Estimation and Regression Functions for Kiener Distributions

Description

Several functions to estimate the parameters of asymmetric Kiener distributions and display the results in a numeric vector or in a matrix. Algorithm "reg" (the default) uses a nonlinear regression and handle difficult cases. Algorithm "estim" has been completely rewritten in version 1.8-0 and is now very accurate, even for k<1. Adjustement on extreme quantiles can be controlled very precisely.

Usage

fitkienerX(X, algo = c("r", "reg", "e", "estim"), ord = 7, maxk = 10,
  mink = 1.53, maxe = 0.5, probak = pprobs2, dgts = NULL,
  exfitk = NULL, dimnames = FALSE, ncores = 1)

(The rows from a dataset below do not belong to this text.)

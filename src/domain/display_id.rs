use std::{fmt, num::NonZeroUsize};

/// Issues display identifiers that are unique for the lifetime of the
/// generator.
///
/// Identifiers are `{PREFIX}-{N}`, where `N` is a monotonically increasing
/// counter zero-padded to a fixed number of digits (numbers wider than the
/// padding are printed in full). The counter is shared by every prefix, so a
/// cosmetic prefix never weakens uniqueness.
#[derive(Debug, Clone, PartialEq, Eq)]
pub struct IdGenerator {
    prefix: String,
    digits: usize,
    next: NonZeroUsize,
}

impl IdGenerator {
    /// Creates a generator whose first identifier uses the number 1.
    #[must_use]
    pub fn new(prefix: impl Into<String>, digits: usize) -> Self {
        Self {
            prefix: prefix.into(),
            digits,
            next: NonZeroUsize::MIN,
        }
    }

    /// Issues the next identifier under the default prefix.
    ///
    /// # Panics
    ///
    /// Panics if the counter overflows `usize`.
    pub fn next_id(&mut self) -> String {
        let number = self.advance();
        FormattedId {
            prefix: &self.prefix,
            number,
            digits: self.digits,
        }
        .to_string()
    }

    /// Issues the next identifier under a different prefix.
    ///
    /// # Panics
    ///
    /// Panics if the counter overflows `usize`.
    pub fn next_id_with_prefix(&mut self, prefix: &str) -> String {
        let number = self.advance();
        FormattedId {
            prefix,
            number,
            digits: self.digits,
        }
        .to_string()
    }

    fn advance(&mut self) -> NonZeroUsize {
        let number = self.next;
        self.next = number.checked_add(1).expect("display ID counter overflow!");
        number
    }
}

struct FormattedId<'a> {
    prefix: &'a str,
    number: NonZeroUsize,
    digits: usize,
}

impl fmt::Display for FormattedId<'_> {
    fn fmt(&self, f: &mut fmt::Formatter) -> fmt::Result {
        write!(
            f,
            "{}-{:0width$}",
            self.prefix,
            self.number,
            width = self.digits
        )
    }
}
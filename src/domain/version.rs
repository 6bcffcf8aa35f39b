//! Version history captured when a requirement is updated.

use chrono::{DateTime, Utc};
use serde::Serialize;

use crate::domain::{
    requirement::RequirementFields,
    vocabulary::{Priority, RequirementType, Source, Status},
};

/// The classification state of a requirement immediately before an update.
///
/// Snapshots are created once, appended to the owning requirement's history,
/// and never modified afterwards.
#[derive(Debug, Clone, PartialEq, Eq, Serialize)]
pub struct VersionSnapshot {
    timestamp: DateTime<Utc>,
    data: SnapshotData,
}

/// The fields preserved by a [`VersionSnapshot`].
///
/// Layer and links are not part of the history.
#[derive(Debug, Clone, PartialEq, Eq, Serialize)]
pub struct SnapshotData {
    /// Requirement type.
    #[serde(rename = "type")]
    pub requirement_type: RequirementType,
    /// Description text.
    pub description: String,
    /// Optional rationale.
    pub rationale: Option<String>,
    /// Origin of the requirement.
    pub source: Source,
    /// Priority.
    pub priority: Priority,
    /// Lifecycle status.
    pub status: Status,
    /// Optional verification method.
    pub verification: Option<String>,
}

impl VersionSnapshot {
    /// Record `fields` as they stand at `timestamp`.
    pub(crate) fn capture(fields: &RequirementFields, timestamp: DateTime<Utc>) -> Self {
        Self {
            timestamp,
            data: SnapshotData {
                requirement_type: fields.requirement_type,
                description: fields.description.as_str().to_string(),
                rationale: fields.rationale.clone(),
                source: fields.source,
                priority: fields.priority,
                status: fields.status,
                verification: fields.verification.clone(),
            },
        }
    }

    /// When the snapshot was taken, i.e. the time of the update that
    /// superseded these values.
    #[must_use]
    pub const fn timestamp(&self) -> DateTime<Utc> {
        self.timestamp
    }

    /// The preserved field values.
    #[must_use]
    pub const fn data(&self) -> &SnapshotData {
        &self.data
    }
}
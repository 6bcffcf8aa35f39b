pub mod fixtures;
pub use fixtures::{Dataset, Fixture, FixtureRecord, UnknownDatasetError};

pub mod store;
pub use store::{RequirementStore, StoreError};

pub mod traceability;
pub use traceability::{TraceEdge, TraceabilityGraph};

pub mod export;
use std::io::{self, Write};

use clap::Parser;
use sententia::Vocabulary;
use tracing::instrument;

#[derive(Debug, Parser)]
#[command(about = "List the allowed values of a vocabulary")]
pub struct Metadata {
    /// The vocabulary: layers, types, priority, source, status or link-types
    #[clap(value_parser = parse_vocabulary)]
    vocabulary: Vocabulary,
}

impl Metadata {
    #[instrument(level = "debug", skip(self))]
    pub fn run(self) -> anyhow::Result<()> {
        self.render(&mut io::stdout().lock())
    }

    fn render(&self, out: &mut impl Write) -> anyhow::Result<()> {
        for value in self.vocabulary.values() {
            writeln!(out, "{value}")?;
        }
        Ok(())
    }
}

fn parse_vocabulary(s: &str) -> Result<Vocabulary, String> {
    s.parse().map_err(|e| format!("{e}"))
}
//! CSV renderings of store contents.

use std::io;

use crate::{
    domain::{Requirement, Term},
    storage::traceability::TraceEdge,
};

const MATRIX_HEADER: [&str; 3] = ["Source Requirement", "Link Type", "Target Requirement"];

const REQUIREMENTS_HEADER: [&str; 11] = [
    "display_id",
    "layer",
    "type",
    "description",
    "rationale",
    "source",
    "priority",
    "status",
    "verification",
    "links",
    "versions",
];

/// Writes the traceability matrix, one row per edge.
///
/// A header row is always written, even when there are no edges.
///
/// # Errors
///
/// Returns an error if writing to `writer` fails.
pub fn write_traceability_matrix<'a, W: io::Write>(
    writer: W,
    edges: impl IntoIterator<Item = &'a TraceEdge>,
) -> csv::Result<()> {
    let mut csv = csv::Writer::from_writer(writer);
    csv.write_record(MATRIX_HEADER)?;
    for edge in edges {
        csv.write_record([
            edge.source_id.as_str(),
            edge.link_type.as_str(),
            edge.target_id.as_str(),
        ])?;
    }
    csv.flush()?;
    Ok(())
}

/// Writes one row per requirement.
///
/// Links are rendered as `Type:target` pairs separated by `; `, and the
/// history as the number of snapshots.
///
/// # Errors
///
/// Returns an error if writing to `writer` fails.
pub fn write_requirements<'a, W: io::Write>(
    writer: W,
    requirements: impl IntoIterator<Item = &'a Requirement>,
) -> csv::Result<()> {
    let mut csv = csv::Writer::from_writer(writer);
    csv.write_record(REQUIREMENTS_HEADER)?;
    for requirement in requirements {
        let links = requirement
            .links()
            .iter()
            .map(|link| format!("{}:{}", link.link_type, link.target_id))
            .collect::<Vec<_>>()
            .join("; ");
        csv.write_record([
            requirement.display_id(),
            requirement.layer().map_or("", Term::as_str),
            requirement.requirement_type().as_str(),
            requirement.description(),
            requirement.rationale().unwrap_or_default(),
            requirement.source().as_str(),
            requirement.priority().as_str(),
            requirement.status().as_str(),
            requirement.verification().unwrap_or_default(),
            &links,
            &requirement.versions().len().to_string(),
        ])?;
    }
    csv.flush()?;
    Ok(())
}
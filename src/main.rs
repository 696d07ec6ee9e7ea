#![allow(warnings)]
//! EduSearch Frontend Entry Point

mod api;
mod app;
mod components;
mod config;
mod context;
mod error;
mod forms;
mod logger;
mod models;
mod pages;
mod router;
mod search;
mod session;
mod store;

use app::App;
use leptos::prelude::*;

fn main() {
    console_error_panic_hook::set_once();
    logger::init(config::config().log_level);
    log::info!("api base: {}", config::config().api_base_url);
    mount_to_body(App);
}
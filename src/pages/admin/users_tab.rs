//! Users table with create/edit modal and inline delete.

use leptos::prelude::*;
use leptos::task::spawn_local;
use leptos_modal::{ConfirmButton, Modal};

use super::FormField;
use crate::api;
use crate::forms::UserForm;
use crate::store::{store_remove_user, store_upsert_user, use_admin_store, AdminStateStoreFields};

#[component]
pub fn UsersTab(set_error: WriteSignal<String>) -> impl IntoView {
    let store = use_admin_store();

    let (modal_open, set_modal_open) = signal(false);
    let (editing_id, set_editing_id) = signal(None::<u32>);
    let (form, set_form) = signal(UserForm::default());
    let (saving, set_saving) = signal(false);

    let open_create = move |_| {
        set_editing_id.set(None);
        set_form.set(UserForm::default());
        set_modal_open.set(true);
    };

    let save = move |ev: web_sys::SubmitEvent| {
        ev.prevent_default();
        let draft = form.get_untracked().to_draft();
        let id = editing_id.get_untracked();
        set_saving.set(true);
        spawn_local(async move {
            let result = match id {
                Some(id) => api::update_user(id, &draft).await,
                None => api::create_user(&draft).await,
            };
            match result {
                Ok(user) => {
                    store_upsert_user(&store, user);
                    set_modal_open.set(false);
                    set_error.set(String::new());
                }
                Err(e) => {
                    log::warn!("save user failed: {}", e);
                    let fallback = if id.is_some() { "Failed to update user" } else { "Failed to create user" };
                    set_error.set(e.user_message(fallback));
                }
            }
            set_saving.set(false);
        });
    };

    let delete = move |id: u32| {
        spawn_local(async move {
            match api::delete_user(id).await {
                Ok(()) => store_remove_user(&store, id),
                Err(e) => {
                    log::warn!("delete user {} failed: {}", id, e);
                    set_error.set(e.user_message("Failed to delete user"));
                }
            }
        });
    };

    let title = Signal::derive(move || {
        if editing_id.get().is_some() { "Edit User" } else { "Add User" }.to_string()
    });

    view! {
        <section class="panel">
            <div class="panel-header">
                <h2 class="panel-title">"Users"</h2>
                <button type="button" class="btn btn-primary" on:click=open_create>"Add User"</button>
            </div>
            <table class="data-table">
                <thead>
                    <tr>
                        <th>"Username"</th>
                        <th>"Email"</th>
                        <th>"Role"</th>
                        <th></th>
                    </tr>
                </thead>
                <tbody>
                    <For
                        each=move || store.users().get()
                        key=|u| (u.id, u.username.clone(), u.email.clone(), u.is_consultancy, u.is_staff)
                        children=move |u| {
                            let id = u.id;
                            let edit = {
                                let u = u.clone();
                                move |_| {
                                    set_form.set(UserForm::from_user(&u));
                                    set_editing_id.set(Some(id));
                                    set_modal_open.set(true);
                                }
                            };
                            view! {
                                <tr>
                                    <td>{u.username.clone()}</td>
                                    <td>{u.email.clone()}</td>
                                    <td><span class="badge">{u.role_label()}</span></td>
                                    <td class="row-actions">
                                        <button type="button" class="btn btn-secondary" on:click=edit>"Edit"</button>
                                        <ConfirmButton button_class="btn btn-danger" on_confirm=Callback::new(move |_: ()| delete(id)) />
                                    </td>
                                </tr>
                            }
                        }
                    />
                </tbody>
            </table>

            <Modal open=modal_open title=title on_close=Callback::new(move |_: ()| set_modal_open.set(false))>
                <form class="modal-form" on:submit=save>
                    <FormField
                        label="Username"
                        value=Signal::derive(move || form.with(|f| f.username.clone()))
                        on_input=Callback::new(move |v: String| set_form.update(|f| f.username = v))
                    />
                    <FormField
                        label="Email"
                        input_type="email"
                        value=Signal::derive(move || form.with(|f| f.email.clone()))
                        on_input=Callback::new(move |v: String| set_form.update(|f| f.email = v))
                    />
                    <FormField
                        label="Password"
                        input_type="password"
                        placeholder="Leave blank to keep unchanged"
                        value=Signal::derive(move || form.with(|f| f.password.clone()))
                        on_input=Callback::new(move |v: String| set_form.update(|f| f.password = v))
                    />
                    <label class="form-check">
                        <input
                            type="checkbox"
                            prop:checked=move || form.with(|f| f.is_consultancy)
                            on:change=move |ev| set_form.update(|f| f.is_consultancy = event_target_checked(&ev))
                        />
                        " Is consultancy"
                    </label>
                    <div class="form-actions">
                        <button type="submit" class="btn btn-success" disabled=move || saving.get()>
                            {move || if saving.get() { "Saving..." } else { "Save" }}
                        </button>
                        <button type="button" class="btn btn-secondary" on:click=move |_| set_modal_open.set(false)>
                            "Cancel"
                        </button>
                    </div>
                </form>
            </Modal>
        </section>
    }
}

paramkienerX(X, algo = c("r", "reg", "e", "estim"), ord = 7, maxk = 10,
  mink = 1.53, maxe = 0.5, dgts = 3, parnames = TRUE,
  dimnames = FALSE, ncores = 1)

paramkienerX7(X, dgts = 3, n = 10, maxk = 20, maxe = 0.9,
  parnames = TRUE, dimnames = FALSE, ncores = 1)

paramkienerX5(X, dgts = 3, i = 4, maxk = 20, maxe = 0.9,
  parnames = TRUE, dimnames = FALSE, ncores = 1)

Arguments

`X`	numeric. Vector, matrix, array or list of quantiles.
`algo`	character. The algorithm used: `"r"` or `"reg"` for regression (default) and `"e"` or `"estim"` for quantile estimation.
`ord`	integer. Option for probability selection and treatment.
`maxk`	numeric. The maximum value of tail parameter `k`.
`mink`	numeric. The minimum value of tail parameter `k`.
`maxe`	numeric. The maximum value of absolute tail parameter `\|e\|`.
`probak`	numeric. Ordered vector of probabilities.
`dgts`	integer. The rounding of output parameters.
`exfitk`	character. A vector of parameter names to subset the output.
`dimnames`	boolean. Display dimnames.
`ncores`	integer. The number of cores for parallel processing of arrays.
`parnames`	boolean. Display parameter names.
`n`	integer. The 1:n and (N+i-n):N elements of `X` used to calculate synthetic quantiles at probability levels p1 and 1-p1.
`i`	integer. The i-th and (N-i)-th elements of `X` used to extract probabilities p1 and 1-p1 and quantiles x(p) and x(1-p).

Details

FatTailsR package currently uses two different algorithms to estimate the parameters of Kiener distributions K1, K2, K3 and K4.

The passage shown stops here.